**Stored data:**
========

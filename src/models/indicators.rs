//! Indicator identities and computed values.

use chrono::NaiveDate;
use serde::{Deserialize, Serialize};
use std::collections::BTreeMap;

use crate::error::{Result, SignalError};

/// A requested indicator together with its parameters.
#[derive(Debug, Clone, Copy, PartialEq, Serialize, Deserialize)]
#[serde(tag = "kind", rename_all = "PascalCase")]
pub enum IndicatorSpec {
    Rsi { period: u32 },
    Sma { window: u32 },
    BollingerUpper { window: u32, sigma: f64 },
    BollingerLower { window: u32, sigma: f64 },
    VolumeAverage { window: u32 },
}

impl IndicatorSpec {
    pub fn rsi(period: u32) -> Self {
        Self::Rsi { period }
    }

    pub fn sma(window: u32) -> Self {
        Self::Sma { window }
    }

    pub fn bollinger_lower(window: u32, sigma: f64) -> Self {
        Self::BollingerLower { window, sigma }
    }

    pub fn bollinger_upper(window: u32, sigma: f64) -> Self {
        Self::BollingerUpper { window, sigma }
    }

    pub fn volume_average(window: u32) -> Self {
        Self::VolumeAverage { window }
    }

    /// Canonical snapshot key, e.g. `RSI14`, `MA50`, `BB20_lower_1_5sigma`, `VOL_MA20`.
    pub fn name(&self) -> String {
        match self {
            Self::Rsi { period } => format!("RSI{}", period),
            Self::Sma { window } => format!("MA{}", window),
            Self::BollingerUpper { window, sigma } => {
                format!("BB{}_upper_{}sigma", window, sigma_label(*sigma))
            }
            Self::BollingerLower { window, sigma } => {
                format!("BB{}_lower_{}sigma", window, sigma_label(*sigma))
            }
            Self::VolumeAverage { window } => format!("VOL_MA{}", window),
        }
    }

    /// Number of bars needed before the indicator is defined.
    pub fn required_bars(&self) -> usize {
        match self {
            // period deltas need one extra bar
            Self::Rsi { period } => *period as usize + 1,
            Self::Sma { window }
            | Self::BollingerUpper { window, .. }
            | Self::BollingerLower { window, .. }
            | Self::VolumeAverage { window } => *window as usize,
        }
    }

    pub fn validate(&self) -> Result<()> {
        let ok = match self {
            Self::Rsi { period } => *period > 0,
            Self::Sma { window } | Self::VolumeAverage { window } => *window > 0,
            Self::BollingerUpper { window, sigma } | Self::BollingerLower { window, sigma } => {
                *window >= 2 && sigma.is_finite() && *sigma >= 0.0
            }
        };
        if ok {
            Ok(())
        } else {
            Err(SignalError::Config(format!(
                "invalid indicator parameters: {:?}",
                self
            )))
        }
    }
}

fn sigma_label(sigma: f64) -> String {
    format!("{}", sigma).replace('.', "_")
}

/// Explicit defined/undefined wrapper. `Undefined` means insufficient history.
#[derive(Debug, Clone, Copy, PartialEq, Serialize, Deserialize)]
#[serde(from = "Option<f64>", into = "Option<f64>")]
pub enum IndicatorValue {
    Defined(f64),
    Undefined,
}

impl IndicatorValue {
    pub fn value(self) -> Option<f64> {
        match self {
            Self::Defined(v) => Some(v),
            Self::Undefined => None,
        }
    }

    pub fn is_defined(self) -> bool {
        matches!(self, Self::Defined(_))
    }
}

impl From<Option<f64>> for IndicatorValue {
    fn from(value: Option<f64>) -> Self {
        match value {
            Some(v) if v.is_finite() => Self::Defined(v),
            _ => Self::Undefined,
        }
    }
}

impl From<IndicatorValue> for Option<f64> {
    fn from(value: IndicatorValue) -> Self {
        value.value()
    }
}

/// Latest-row view of one instrument: close, volume and each requested indicator.
///
/// A key that is absent was never requested; a key mapped to `Undefined` was
/// requested but lacked history.
#[derive(Debug, Clone, PartialEq, Serialize, Deserialize)]
pub struct IndicatorSnapshot {
    pub symbol: String,
    #[serde(skip_serializing_if = "Option::is_none")]
    pub date: Option<NaiveDate>,
    pub close: Option<f64>,
    pub volume: Option<f64>,
    #[serde(default)]
    values: BTreeMap<String, IndicatorValue>,
}

impl IndicatorSnapshot {
    pub fn new(symbol: impl Into<String>) -> Self {
        Self {
            symbol: symbol.into(),
            date: None,
            close: None,
            volume: None,
            values: BTreeMap::new(),
        }
    }

    pub fn with_date(mut self, date: NaiveDate) -> Self {
        self.date = Some(date);
        self
    }

    pub fn with_close(mut self, close: f64) -> Self {
        self.close = Some(close);
        self
    }

    pub fn with_volume(mut self, volume: f64) -> Self {
        self.volume = Some(volume);
        self
    }

    pub fn with_value(mut self, spec: IndicatorSpec, value: impl Into<IndicatorValue>) -> Self {
        self.insert(spec, value);
        self
    }

    pub fn insert(&mut self, spec: IndicatorSpec, value: impl Into<IndicatorValue>) {
        self.values.insert(spec.name(), value.into());
    }

    /// Entry for `spec`, or `None` if it was never requested.
    pub fn get(&self, spec: &IndicatorSpec) -> Option<IndicatorValue> {
        self.values.get(&spec.name()).copied()
    }

    /// Numeric value for `spec` if it was requested and is defined.
    pub fn value(&self, spec: &IndicatorSpec) -> Option<f64> {
        self.get(spec).and_then(IndicatorValue::value)
    }

    pub fn contains(&self, spec: &IndicatorSpec) -> bool {
        self.values.contains_key(&spec.name())
    }

    pub fn iter(&self) -> impl Iterator<Item = (&str, IndicatorValue)> {
        self.values.iter().map(|(k, v)| (k.as_str(), *v))
    }

    pub fn len(&self) -> usize {
        self.values.len()
    }

    pub fn is_empty(&self) -> bool {
        self.values.is_empty()
    }
}

/// Full derived series for display: one column per requested indicator,
/// aligned index-for-index with `dates`.
#[derive(Debug, Clone, Serialize)]
pub struct IndicatorTable {
    pub symbol: String,
    pub dates: Vec<NaiveDate>,
    pub closes: Vec<f64>,
    columns: BTreeMap<String, Vec<IndicatorValue>>,
}

impl IndicatorTable {
    pub fn new(symbol: impl Into<String>, dates: Vec<NaiveDate>, closes: Vec<f64>) -> Self {
        Self {
            symbol: symbol.into(),
            dates,
            closes,
            columns: BTreeMap::new(),
        }
    }

    pub fn insert(&mut self, spec: IndicatorSpec, column: Vec<IndicatorValue>) {
        self.columns.insert(spec.name(), column);
    }

    pub fn column(&self, spec: &IndicatorSpec) -> Option<&[IndicatorValue]> {
        self.columns.get(&spec.name()).map(Vec::as_slice)
    }

    pub fn columns(&self) -> impl Iterator<Item = (&str, &[IndicatorValue])> {
        self.columns.iter().map(|(k, v)| (k.as_str(), v.as_slice()))
    }

    pub fn len(&self) -> usize {
        self.dates.len()
    }

    pub fn is_empty(&self) -> bool {
        self.dates.is_empty()
    }
}
//! External collaborators: market data, dividends and macro inputs.

pub mod dividends;
pub mod macro_data;
pub mod market_data;
pub mod yahoo;

pub use market_data::MarketDataProvider;
pub use yahoo::YahooProvider;
//! Unit tests for volume average

use chrono::Duration;
use etf_signals::indicators::volume::{
    calculate_volume_average, calculate_volume_average_series, is_volume_surge,
};
use etf_signals::models::Bar;

use crate::support::start_date;

fn bars_with_volumes(volumes: &[f64]) -> Vec<Bar> {
    volumes
        .iter()
        .enumerate()
        .map(|(i, &v)| Bar::new(start_date() + Duration::days(i as i64), 50.0, v))
        .collect()
}

#[test]
fn test_volume_average() {
    let bars = bars_with_volumes(&[100.0, 200.0, 300.0]);
    assert_eq!(calculate_volume_average(&bars, 3), Some(200.0));
    assert!(calculate_volume_average(&bars, 4).is_none());
}

#[test]
fn test_volume_surge() {
    let mut volumes = vec![1_000.0; 19];
    volumes.push(3_000.0);
    let bars = bars_with_volumes(&volumes);
    // average 1100, 3000 > 1430
    assert_eq!(is_volume_surge(&bars, 20, 1.3), Some(true));

    let bars = bars_with_volumes(&[1_000.0; 20]);
    assert_eq!(is_volume_surge(&bars, 20, 1.3), Some(false));
    assert_eq!(is_volume_surge(&bars[..5], 20, 1.3), None);
}

#[test]
fn test_volume_average_series() {
    let bars = bars_with_volumes(&[1.0, 2.0, 3.0, 4.0]);
    assert_eq!(
        calculate_volume_average_series(&bars, 2),
        vec![None, Some(1.5), Some(2.5), Some(3.5)]
    );
}
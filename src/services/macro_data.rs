//! Macro context assembly from provider lookups.

use tracing::{info, warn};

use crate::error::Result;
use crate::models::MacroContext;
use crate::services::market_data::MarketDataProvider;

/// 10-year treasury yield index, quoted in percent.
pub const RISK_FREE_RATE_SYMBOL: &str = "^TNX";
pub const VOLATILITY_INDEX_SYMBOL: &str = "^VIX";
/// Broad-market fund whose trailing dividend yield stands in for the market's.
pub const MARKET_YIELD_SYMBOL: &str = "SPY";

/// Fetch each macro input independently. A failed lookup leaves that field
/// absent instead of failing the run.
pub async fn fetch_macro_context(provider: &dyn MarketDataProvider) -> MacroContext {
    let context = MacroContext {
        risk_free_rate: absorb(
            "risk_free_rate",
            provider.latest_close(RISK_FREE_RATE_SYMBOL).await,
        ),
        market_dividend_yield: absorb(
            "market_dividend_yield",
            provider.trailing_dividend_yield(MARKET_YIELD_SYMBOL).await,
        ),
        volatility_index: absorb(
            "volatility_index",
            provider.latest_close(VOLATILITY_INDEX_SYMBOL).await,
        ),
    };

    info!(
        risk_free_rate = ?context.risk_free_rate,
        market_dividend_yield = ?context.market_dividend_yield,
        volatility_index = ?context.volatility_index,
        "macro context"
    );
    context
}

fn absorb(field: &str, result: Result<Option<f64>>) -> Option<f64> {
    match result {
        Ok(value) => value.filter(|v| v.is_finite()),
        Err(e) => {
            warn!(field = field, error = %e, "macro input unavailable");
            None
        }
    }
}
//! Volatility indicators: Bollinger Bands

pub mod bollinger;

pub use bollinger::*;
//! Instrument-keyed signal classifier.

use tracing::debug;

use crate::error::{Result, SignalError};
use crate::models::{
    Classification, IndicatorSnapshot, IndicatorSpec, MacroContext, RuleBook, RuleSet, SignalLabel,
};
use crate::signals::evaluator::RuleContext;

/// Looks up the instrument's rule set and returns the label of the first
/// matching rule, or `Watch` when none match. Holds no mutable state.
#[derive(Debug, Clone, Default)]
pub struct SignalClassifier {
    rule_book: RuleBook,
}

impl SignalClassifier {
    pub fn new(rule_book: RuleBook) -> Self {
        Self { rule_book }
    }

    pub fn rule_book(&self) -> &RuleBook {
        &self.rule_book
    }

    /// Indicators the engine must compute for every configured instrument.
    pub fn required_specs(&self) -> Vec<IndicatorSpec> {
        self.rule_book.required_specs()
    }

    pub fn supports(&self, symbol: &str) -> bool {
        self.rule_book.get(symbol).is_some()
    }

    pub fn classify(
        &self,
        symbol: &str,
        snapshot: &IndicatorSnapshot,
        macro_context: &MacroContext,
    ) -> Result<SignalLabel> {
        self.classify_explained(symbol, snapshot, macro_context)
            .map(|c| c.label)
    }

    pub fn classify_explained(
        &self,
        symbol: &str,
        snapshot: &IndicatorSnapshot,
        macro_context: &MacroContext,
    ) -> Result<Classification> {
        let rule_set = self
            .rule_book
            .get(symbol)
            .ok_or_else(|| SignalError::UnsupportedInstrument(symbol.to_string()))?;

        check_structure(symbol, snapshot, rule_set)?;

        let context = RuleContext::new(snapshot, macro_context);
        let classification = match context.first_match(&rule_set.rules) {
            Some(rule) => Classification::matched(rule.label, rule.id.clone()),
            None => Classification::default_watch(),
        };

        debug!(
            symbol = %symbol,
            label = ?classification.label,
            rule = ?classification.rule_id,
            "classified"
        );
        Ok(classification)
    }
}

/// A snapshot must carry a close price and an entry for the momentum
/// indicator. An undefined momentum value is allowed; a missing entry is not.
fn check_structure(symbol: &str, snapshot: &IndicatorSnapshot, rule_set: &RuleSet) -> Result<()> {
    let mut missing = Vec::new();
    if !snapshot.close.is_some_and(f64::is_finite) {
        missing.push("close".to_string());
    }
    if !snapshot.contains(&rule_set.momentum) {
        missing.push(rule_set.momentum.name());
    }

    if missing.is_empty() {
        Ok(())
    } else {
        Err(SignalError::InvalidSnapshot {
            symbol: symbol.to_string(),
            missing: missing.join(", "),
        })
    }
}
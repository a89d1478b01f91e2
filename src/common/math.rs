//! Trailing-window statistics over plain `f64` slices.
//!
//! Every function looks at the last `period` values only and returns `None`
//! when fewer than `period` values exist.

/// Arithmetic mean of the trailing `period` values.
pub fn sma(values: &[f64], period: usize) -> Option<f64> {
    let window = trailing(values, period)?;
    Some(window.iter().sum::<f64>() / period as f64)
}

/// Sample standard deviation (n - 1 divisor) of the trailing `period` values.
///
/// Needs at least two values in the window.
pub fn standard_deviation(values: &[f64], period: usize) -> Option<f64> {
    if period < 2 {
        return None;
    }
    let window = trailing(values, period)?;
    let mean = window.iter().sum::<f64>() / period as f64;
    let variance = window
        .iter()
        .map(|v| (v - mean).powi(2))
        .sum::<f64>()
        / (period - 1) as f64;
    Some(variance.sqrt())
}

/// Rolling version of [`sma`], aligned with `values`: slot `i` holds the mean
/// of the window ending at `i`, or `None` while the window is incomplete.
pub fn rolling_sma(values: &[f64], period: usize) -> Vec<Option<f64>> {
    (0..values.len())
        .map(|end| sma(&values[..=end], period))
        .collect()
}

/// Rolling version of [`standard_deviation`], aligned with `values`.
pub fn rolling_standard_deviation(values: &[f64], period: usize) -> Vec<Option<f64>> {
    (0..values.len())
        .map(|end| standard_deviation(&values[..=end], period))
        .collect()
}

fn trailing(values: &[f64], period: usize) -> Option<&[f64]> {
    if period == 0 || values.len() < period {
        return None;
    }
    Some(&values[values.len() - period..])
}
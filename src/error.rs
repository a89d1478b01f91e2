use thiserror::Error;

/// Errors surfaced to callers. Insufficient history is not one of them: it is
/// represented as an undefined indicator value.
#[derive(Error, Debug)]
pub enum SignalError {
    #[error("market data unavailable for {symbol}: {reason}")]
    DataUnavailable { symbol: String, reason: String },

    #[error("invalid price series: {0}")]
    InvalidSeries(String),

    #[error("invalid snapshot for {symbol}: missing {missing}")]
    InvalidSnapshot { symbol: String, missing: String },

    #[error("no rule set configured for instrument {0}")]
    UnsupportedInstrument(String),

    #[error("configuration error: {0}")]
    Config(String),

    #[error("http error: {0}")]
    Http(#[from] reqwest::Error),

    #[error("json error: {0}")]
    Json(#[from] serde_json::Error),

    #[error("io error: {0}")]
    Io(#[from] std::io::Error),
}

impl SignalError {
    pub fn unavailable(symbol: impl Into<String>, reason: impl Into<String>) -> Self {
        Self::DataUnavailable {
            symbol: symbol.into(),
            reason: reason.into(),
        }
    }

    /// Whether the pipeline should skip the instrument and keep going.
    pub fn is_skippable(&self) -> bool {
        matches!(self, Self::DataUnavailable { .. })
    }
}

pub type Result<T> = std::result::Result<T, SignalError>;
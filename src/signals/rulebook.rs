//! Built-in rule sets for the supported funds.
//!
//! Covered-call and dividend funds share one shape: a bargain tier (price at or
//! below MA75, RSI oversold, price at or below the 2σ band), a moderate tier
//! and a mild tier whose thresholds vary per fund. TLT is rate driven.

use crate::models::{IndicatorSpec, MacroField, Operand, Predicate, Rule, RuleBook, RuleSet, SignalLabel};

const RSI: IndicatorSpec = IndicatorSpec::Rsi { period: 14 };
const MA25: IndicatorSpec = IndicatorSpec::Sma { window: 25 };
const MA75: IndicatorSpec = IndicatorSpec::Sma { window: 75 };
const BB_1SIGMA: IndicatorSpec = IndicatorSpec::BollingerLower { window: 20, sigma: 1.0 };
const BB_1_5SIGMA: IndicatorSpec = IndicatorSpec::BollingerLower { window: 20, sigma: 1.5 };
const BB_2SIGMA: IndicatorSpec = IndicatorSpec::BollingerLower { window: 20, sigma: 2.0 };
const VOL_MA20: IndicatorSpec = IndicatorSpec::VolumeAverage { window: 20 };

/// Latest volume must exceed its 20-day average by this factor.
pub const VOLUME_SURGE_MULTIPLIER: f64 = 1.3;

pub const SUPPORTED_SYMBOLS: [&str; 4] = ["VYM", "JEPQ", "JEPI", "TLT"];

impl Default for RuleBook {
    fn default() -> Self {
        RuleBook::builtin()
    }
}

impl RuleBook {
    pub fn builtin() -> Self {
        RuleBook::empty()
            .with_instrument("VYM", vym())
            .with_instrument("JEPQ", jepq())
            .with_instrument("JEPI", jepi())
            .with_instrument("TLT", tlt())
    }
}

fn close() -> Operand {
    Operand::Close
}

fn ind(spec: IndicatorSpec) -> Operand {
    Operand::indicator(spec)
}

fn rsi_below(threshold: f64) -> Predicate {
    ind(RSI).lt(Operand::constant(threshold))
}

fn volume_surge() -> Predicate {
    Operand::Volume.gt(ind(VOL_MA20).scaled(VOLUME_SURGE_MULTIPLIER))
}

fn rate_above(threshold: f64) -> Predicate {
    Operand::Macro(MacroField::RiskFreeRate).gt(Operand::constant(threshold))
}

fn bargain() -> Rule {
    Rule::new(
        "bargain",
        SignalLabel::Bargain,
        Predicate::all(vec![
            close().le(ind(MA75)),
            rsi_below(30.0),
            close().le(ind(BB_2SIGMA)),
        ]),
    )
}

fn moderate(momentum: Predicate) -> Rule {
    Rule::new(
        "moderate_pullback",
        SignalLabel::ModeratePullback,
        Predicate::any(vec![close().le(ind(MA75)), momentum]),
    )
}

fn mild(conditions: Vec<Predicate>) -> Rule {
    Rule::new("mild_pullback", SignalLabel::MildPullback, Predicate::all(conditions))
}

fn vym() -> RuleSet {
    RuleSet::new(
        RSI,
        vec![
            bargain(),
            moderate(Predicate::all(vec![rsi_below(30.0), close().le(ind(BB_1_5SIGMA))])),
            mild(vec![
                close().lt(ind(MA25).scaled(0.97)),
                rsi_below(35.0),
                close().le(ind(BB_1_5SIGMA)),
            ]),
        ],
    )
}

fn jepq() -> RuleSet {
    RuleSet::new(
        RSI,
        vec![
            bargain(),
            moderate(Predicate::all(vec![rsi_below(35.0), close().le(ind(BB_1_5SIGMA))])),
            mild(vec![
                close().lt(ind(MA25).scaled(0.97)),
                rsi_below(40.0),
                close().le(ind(BB_1SIGMA)),
                volume_surge(),
            ]),
        ],
    )
}

fn jepi() -> RuleSet {
    RuleSet::new(
        RSI,
        vec![
            bargain(),
            moderate(Predicate::all(vec![
                rsi_below(40.0),
                close().le(ind(BB_1_5SIGMA)),
                volume_surge(),
            ])),
            mild(vec![
                close().lt(ind(MA25).scaled(0.98)),
                rsi_below(45.0),
                close().le(ind(BB_1SIGMA)),
            ]),
        ],
    )
}

fn tlt() -> RuleSet {
    RuleSet::new(
        RSI,
        vec![
            Rule::new(
                "bargain",
                SignalLabel::Bargain,
                Predicate::all(vec![rate_above(4.5), close().lt(ind(MA75))]),
            ),
            Rule::new("moderate_pullback", SignalLabel::ModeratePullback, rate_above(4.2)),
            Rule::new("mild_pullback", SignalLabel::MildPullback, rate_above(3.8)),
        ],
    )
}
//! ETF buy-timing signals.
//!
//! Daily bars flow one way: [`models::PriceSeries`] → [`indicators::IndicatorEngine`]
//! → [`models::IndicatorSnapshot`] → [`signals::SignalClassifier`] → [`models::SignalLabel`].

pub mod common;
pub mod config;
pub mod error;
pub mod indicators;
pub mod logging;
pub mod models;
pub mod report;
pub mod services;
pub mod signals;

pub use error::{Result, SignalError};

========

Among the lines above, which ones include the word "SignalLabel"? Copy them.

**Exercise answer:**
    Classification, IndicatorSnapshot, IndicatorSpec, MacroContext, RuleBook, RuleSet, SignalLabel,
    ) -> Result<SignalLabel> {
use crate::models::{IndicatorSpec, MacroField, Operand, Predicate, Rule, RuleBook, RuleSet, SignalLabel};
        SignalLabel::Bargain,
        SignalLabel::ModeratePullback,
    Rule::new("mild_pullback", SignalLabel::MildPullback, Predicate::all(conditions))
                SignalLabel::Bargain,
            Rule::new("moderate_pullback", SignalLabel::ModeratePullback, rate_above(4.2)),
            Rule::new("mild_pullback", SignalLabel::MildPullback, rate_above(3.8)),
//! → [`models::IndicatorSnapshot`] → [`signals::SignalClassifier`] → [`models::SignalLabel`].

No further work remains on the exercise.